“Have you ever seen that daughter of yours that you left to wallow with human swine?” demanded Wade, with a fury he could not restrain. “Well, I have!” Into those words he put all the bitter resentment of months of remembrance of John Barrett’s insults.
“And I have seen the daughter you cherish in your home. I don’t need any man’s say-so to prove to me that they’re both your children, Mr. Barrett. You stand convicted in the eyes of every man who has eyes and who sees Elva Barrett and then looks on poor Kate Arden—even her name a cruel jest! I don’t want to hear a man like you lie, Mr. Barrett. Don’t talk any more to me about blackmail.” He shook his fist at the roof of the Jerusalem fire station, just showing above the ledges. “I know that girl over there is your daughter. Now go slow, Mr. Barrett, with your threats of what you will do to Lane. If there is any unwritten law, he deserves to have the forfeit of the life that I’ve helped to save. That’s still a matter between you two. But as to that girl yonder, I propose to ask something. What are you going to do with her?”
Barrett muttered incoherently, dazed by the new light of Wade’s words.
“Your blackmail story may go with woodsmen, Mr. Barrett. But if Lane should go out of these woods with his story and that girl to back it he can hold you up to execration by every decent person in the State. The girl proves it in every feature of her face.”
“The lunatic tried to make me take her home, own her publicly, and treat her as a daughter—and he demanded that to ruin me. It would ruin me in my political prospects, Wade. You know it. I’m willing to do what’s right. But I can’t do that.” His courage revived a little. “I’d rather go down fighting.”
The young man pondered awhile.
“I don’t want you to think that I’m persecuting you for any of the trouble between us, Mr. Barrett,” he said, at last. “That is all over and done with. But as a man who knows what that poor girl has been condemned to, and like others here who can tell by their own eyes that Lane is speaking the truth, I’m going to see that she gets a fair show.”
Barrett concealed his private doubts as to the young man’s animus. But sudden dread of this new weapon in his foe’s hand mastered him.

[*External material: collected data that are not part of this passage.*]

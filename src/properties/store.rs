//! Property Storage
//! Mission: Listing CRUD and filtered search over SQLite

use crate::{
    db::{timestamp, Database},
    properties::models::{
        Coordinates, HostSummary, Location, NewProperty, Property, PropertyFilter, PropertyPatch,
        PropertyView,
    },
};
use anyhow::{Context, Result};
use rusqlite::{params, params_from_iter, types::Value, Connection, OptionalExtension, Row};
use serde::de::DeserializeOwned;
use tracing::{debug, info};
use uuid::Uuid;

const SELECT_VIEW: &str = "SELECT p.id, p.title, p.description, p.city, p.country, p.lat, p.lng,
        p.price, p.images_json, p.amenities_json, p.host_id, p.max_guests, p.bedrooms,
        p.bathrooms, p.rating, p.reviews_json, p.created_at, p.updated_at,
        a.first_name, a.last_name, a.email
    FROM properties p
    JOIN accounts a ON a.id = p.host_id";

#[derive(Clone)]
pub struct PropertyStore {
    db: Database,
}

impl PropertyStore {
    pub fn new(db: Database) -> Self {
        Self { db }
    }

    /// Listings matching every present filter, newest first.
    pub async fn list(&self, filter: &PropertyFilter) -> Result<Vec<PropertyView>> {
        let mut conditions: Vec<&str> = Vec::new();
        let mut values: Vec<Value> = Vec::new();

        if let Some(city) = &filter.city {
            conditions.push("p.city = ?");
            values.push(Value::Text(city.clone()));
        }
        if let Some(country) = &filter.country {
            conditions.push("p.country = ?");
            values.push(Value::Text(country.clone()));
        }
        if let Some(min) = filter.min_price {
            conditions.push("p.price >= ?");
            values.push(Value::Real(min));
        }
        if let Some(max) = filter.max_price {
            conditions.push("p.price <= ?");
            values.push(Value::Real(max));
        }
        if let Some(guests) = filter.min_guests {
            conditions.push("p.max_guests >= ?");
            values.push(Value::Real(guests));
        }
        if let Some(bedrooms) = filter.min_bedrooms {
            conditions.push("p.bedrooms >= ?");
            values.push(Value::Real(bedrooms));
        }
        if let Some(bathrooms) = filter.min_bathrooms {
            conditions.push("p.bathrooms >= ?");
            values.push(Value::Real(bathrooms));
        }

        let mut sql = SELECT_VIEW.to_string();
        if !conditions.is_empty() {
            sql.push_str(" WHERE ");
            sql.push_str(&conditions.join(" AND "));
        }
        sql.push_str(" ORDER BY p.created_at DESC, p.rowid DESC");

        let conn = self.db.conn().await;
        let mut stmt = conn.prepare(&sql)?;
        let views = stmt
            .query_map(params_from_iter(values), row_to_view)?
            .collect::<Result<Vec<_>, _>>()
            .context("Failed to list properties")?;

        debug!("Found {} properties for {:?}", views.len(), filter);
        Ok(views)
    }

    pub async fn get(&self, id: Uuid) -> Result<Option<PropertyView>> {
        let conn = self.db.conn().await;
        load_view(&conn, id)
    }

    /// Host reference of a listing, for ownership checks.
    pub async fn host_of(&self, id: Uuid) -> Result<Option<Uuid>> {
        let conn = self.db.conn().await;
        let host: Option<String> = conn
            .query_row(
                "SELECT host_id FROM properties WHERE id = ?1",
                params![id.to_string()],
                |row| row.get(0),
            )
            .optional()
            .context("Failed to load property host")?;

        host.map(|h| Uuid::parse_str(&h).context("Corrupt host id"))
            .transpose()
    }

    pub async fn create(&self, host_id: Uuid, input: NewProperty) -> Result<PropertyView> {
        let now = timestamp();
        let property = Property {
            id: Uuid::new_v4(),
            title: input.title.trim().to_string(),
            description: input.description,
            location: input.location,
            price: input.price,
            images: input.images,
            amenities: input.amenities,
            host_id,
            max_guests: input.max_guests,
            bedrooms: input.bedrooms,
            bathrooms: input.bathrooms,
            rating: input.rating.unwrap_or(0.0),
            reviews: Vec::new(),
            created_at: now.clone(),
            updated_at: now,
        };

        let conn = self.db.conn().await;
        conn.execute(
            "INSERT INTO properties (id, title, description, city, country, lat, lng, price,
                images_json, amenities_json, host_id, max_guests, bedrooms, bathrooms, rating,
                reviews_json, created_at, updated_at)
             VALUES (?1, ?2, ?3, ?4, ?5, ?6, ?7, ?8, ?9, ?10, ?11, ?12, ?13, ?14, ?15, ?16, ?17, ?18)",
            params![
                property.id.to_string(),
                property.title,
                property.description,
                property.location.city,
                property.location.country,
                property.location.coordinates.lat,
                property.location.coordinates.lng,
                property.price,
                serde_json::to_string(&property.images)?,
                serde_json::to_string(&property.amenities)?,
                property.host_id.to_string(),
                property.max_guests,
                property.bedrooms,
                property.bathrooms,
                property.rating,
                serde_json::to_string(&property.reviews)?,
                property.created_at,
                property.updated_at,
            ],
        )
        .context("Failed to insert property")?;

        info!("Created property {} for host {}", property.id, host_id);
        load_view(&conn, property.id)?.context("Inserted property vanished")
    }

    /// Apply a partial update. The host reference is never changed.
    pub async fn update(&self, id: Uuid, patch: PropertyPatch) -> Result<Option<PropertyView>> {
        let conn = self.db.conn().await;
        let Some(mut view) = load_view(&conn, id)? else {
            return Ok(None);
        };

        patch.apply(&mut view.property);
        let p = &view.property;

        conn.execute(
            "UPDATE properties
             SET title = ?1, description = ?2, city = ?3, country = ?4, lat = ?5, lng = ?6,
                 price = ?7, images_json = ?8, amenities_json = ?9, max_guests = ?10,
                 bedrooms = ?11, bathrooms = ?12, rating = ?13, updated_at = ?14
             WHERE id = ?15",
            params![
                p.title,
                p.description,
                p.location.city,
                p.location.country,
                p.location.coordinates.lat,
                p.location.coordinates.lng,
                p.price,
                serde_json::to_string(&p.images)?,
                serde_json::to_string(&p.amenities)?,
                p.max_guests,
                p.bedrooms,
                p.bathrooms,
                p.rating,
                timestamp(),
                id.to_string(),
            ],
        )
        .context("Failed to update property")?;

        info!("Updated property {}", id);
        load_view(&conn, id)
    }

    /// Returns false when no such property exists.
    pub async fn delete(&self, id: Uuid) -> Result<bool> {
        let conn = self.db.conn().await;
        let deleted = conn
            .execute(
                "DELETE FROM properties WHERE id = ?1",
                params![id.to_string()],
            )
            .context("Failed to delete property")?;

        if deleted > 0 {
            info!("Deleted property {}", id);
        }
        Ok(deleted > 0)
    }

    /// Remove every listing. Used when reseeding.
    pub async fn clear(&self) -> Result<usize> {
        let conn = self.db.conn().await;
        let removed = conn
            .execute("DELETE FROM properties", [])
            .context("Failed to clear properties")?;
        info!("Cleared {} properties", removed);
        Ok(removed)
    }
}

fn load_view(conn: &Connection, id: Uuid) -> Result<Option<PropertyView>> {
    conn.query_row(
        &format!("{} WHERE p.id = ?1", SELECT_VIEW),
        params![id.to_string()],
        row_to_view,
    )
    .optional()
    .context("Failed to load property")
}

fn row_to_view(row: &Row<'_>) -> rusqlite::Result<PropertyView> {
    let host_id = uuid_col(row, 10)?;
    let property = Property {
        id: uuid_col(row, 0)?,
        title: row.get(1)?,
        description: row.get(2)?,
        location: Location {
            city: row.get(3)?,
            country: row.get(4)?,
            coordinates: Coordinates {
                lat: row.get(5)?,
                lng: row.get(6)?,
            },
        },
        price: row.get(7)?,
        images: json_col(row, 8)?,
        amenities: json_col(row, 9)?,
        host_id,
        max_guests: row.get(11)?,
        bedrooms: row.get(12)?,
        bathrooms: row.get(13)?,
        rating: row.get(14)?,
        reviews: json_col(row, 15)?,
        created_at: row.get(16)?,
        updated_at: row.get(17)?,
    };

    Ok(PropertyView {
        property,
        host: HostSummary {
            id: host_id,
            first_name: row.get(18)?,
            last_name: row.get(19)?,
            email: row.get(20)?,
        },
    })
}

fn uuid_col(row: &Row<'_>, idx: usize) -> rusqlite::Result<Uuid> {
    let raw: String = row.get(idx)?;
    Uuid::parse_str(&raw).map_err(|e| {
        rusqlite::Error::FromSqlConversionFailure(idx, rusqlite::types::Type::Text, Box::new(e))
    })
}

fn json_col<T: DeserializeOwned>(row: &Row<'_>, idx: usize) -> rusqlite::Result<T> {
    let raw: String = row.get(idx)?;
    serde_json::from_str(&raw).map_err(|e| {
        rusqlite::Error::FromSqlConversionFailure(idx, rusqlite::types::Type::Text, Box::new(e))
    })
}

“In the name of God, help me out, Wade!” he pleaded, dropping all his obstinacy. “I couldn’t argue with that crazy man. I’ll put the girl to school. I’ll give her money. She shall have everything heart can wish—except my home. Think of my family, Mr. Wade! Think of my daughter! I want to have the respect of my family, Mr. Wade, for the few years that are left to me. Help me, and you won’t be sorry for it. I’ll—”
“I want no pay and no promises,” broke in the young man. “You have been free with your cry of blackmail. You can never taunt me with that. I’m simply appealing to your manhood. But I’m going to see that your daughter gets her rights, and that is no threat—it is justice.”